Ingredients
Scale
- 2 cups cooked quinoa or farro
- 1 lb boneless, skinless chicken breasts
- 1/4 cup olive oil
- 2 tablespoons lemon juice
- 2 cloves garlic, minced
- 1 teaspoon dried oregano
- to taste Salt and pepper
- 1 cup cherry tomatoes, halved
- 1 cucumber diced
- 1 red onion thinly sliced
- 1/2 cup Kalamata olives, pitted and halved
- Feta cheese, crumbled for topping
- Fresh parsley for garnish
Instructions
- Start by marinating the chicken. In a bowl, whisk together the olive oil, lemon juice, minced garlic, oregano, salt, and pepper. Add the chicken and coat it well. Let it marinate for at least 30 minutes, or up to 2 hours.

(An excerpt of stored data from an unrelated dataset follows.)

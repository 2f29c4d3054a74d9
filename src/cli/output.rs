//! CLI output formatting utilities.

use console::style;
use indicatif::{ProgressBar, ProgressStyle};

/// Output helper for CLI formatting.
pub struct Output;

impl Output {
    /// Print an info message.
    pub fn info(msg: &str) {
        println!("{} {}", style(">>").cyan().bold(), msg);
    }

    /// Print a success message.
    pub fn success(msg: &str) {
        println!("{} {}", style(">>").green().bold(), msg);
    }

    /// Print a warning message.
    pub fn warning(msg: &str) {
        eprintln!("{} {}", style(">>").yellow().bold(), msg);
    }

    /// Print an error message.
    pub fn error(msg: &str) {
        eprintln!("{} {}", style(">>").red().bold(), msg);
    }

    /// Print a header.
    pub fn header(msg: &str) {
        println!("\n{}", style(msg).bold().underlined());
    }

    /// Print a key-value pair.
    pub fn kv(key: &str, value: &str) {
        println!("  {}: {}", style(key).dim(), value);
    }

    /// Print a list item.
    pub fn list_item(msg: &str) {
        println!("  {} {}", style("*").cyan(), msg);
    }

    /// Print a topic with its description.
    pub fn topic(name: &str, description: &str) {
        println!("  {} {}", style("*").cyan(), style(name).bold());
        if !description.is_empty() {
            println!("    {}", wrap(description, 76, "    "));
        }
    }

    /// Print a block of prose, wrapped.
    pub fn paragraph(text: &str) {
        println!("{}\n", wrap(text, 80, ""));
    }

    /// Create a spinner.
    pub fn spinner(msg: &str) -> ProgressBar {
        let pb = ProgressBar::new_spinner();
        pb.set_style(
            ProgressStyle::default_spinner()
                .template("{spinner:.green} [{elapsed}] {msg}")
                .unwrap_or_else(|_| ProgressStyle::default_spinner()),
        );
        pb.set_message(msg.to_string());
        pb.enable_steady_tick(std::time::Duration::from_millis(100));
        pb
    }
}

/// Format duration in seconds to a human-readable string.
pub fn format_duration(seconds: f64) -> String {
    let total_seconds = seconds as u32;
    let hours = total_seconds / 3600;
    let minutes = (total_seconds % 3600) / 60;
    let secs = total_seconds % 60;

    if hours > 0 {
        format!("{}h {}m {}s", hours, minutes, secs)
    } else if minutes > 0 {
        format!("{}m {}s", minutes, secs)
    } else {
        format!("{}s", secs)
    }
}

/// Greedy word wrap; continuation lines get `indent`.
fn wrap(text: &str, width: usize, indent: &str) -> String {
    let mut out = String::new();
    let mut line_len = 0;
    for word in text.split_whitespace() {
        let len = word.chars().count();
        if line_len > 0 && line_len + 1 + len > width {
            out.push('\n');
            out.push_str(indent);
            line_len = 0;
        } else if line_len > 0 {
            out.push(' ');
            line_len += 1;
        }
        out.push_str(word);
        line_len += len;
    }
    out
}

#[cfg(test)]
mod tests {
    use super::*;

    #[test]
    fn test_format_duration() {
        assert_eq!(format_duration(42.0), "42s");
        assert_eq!(format_duration(125.0), "2m 5s");
        assert_eq!(format_duration(3725.0), "1h 2m 5s");
    }

    #[test]
    fn test_wrap() {
        assert_eq!(wrap("aa bb cc", 5, "  "), "aa bb\n  cc");
        assert_eq!(wrap("single", 3, ""), "single");
    }
}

- While the chicken is marinating, prepare your grains. Cook the quinoa or farro according to package instructions, then set aside to cool.
- Heat a grill pan or skillet over medium-high heat. Once hot, add the marinated chicken and cook for 6-7 minutes on each side or until the internal temperature reaches 165°F (75°C). Remove the chicken from the heat and let it rest.
- Slice the chicken into strips. In a large bowl, combine the cooked grains, cherry tomatoes, cucumber, red onion, and olives. Toss gently.
- To serve, divide the grain mixture into bowls, top with the sliced chicken, crumbled feta, and garnish with fresh parsley.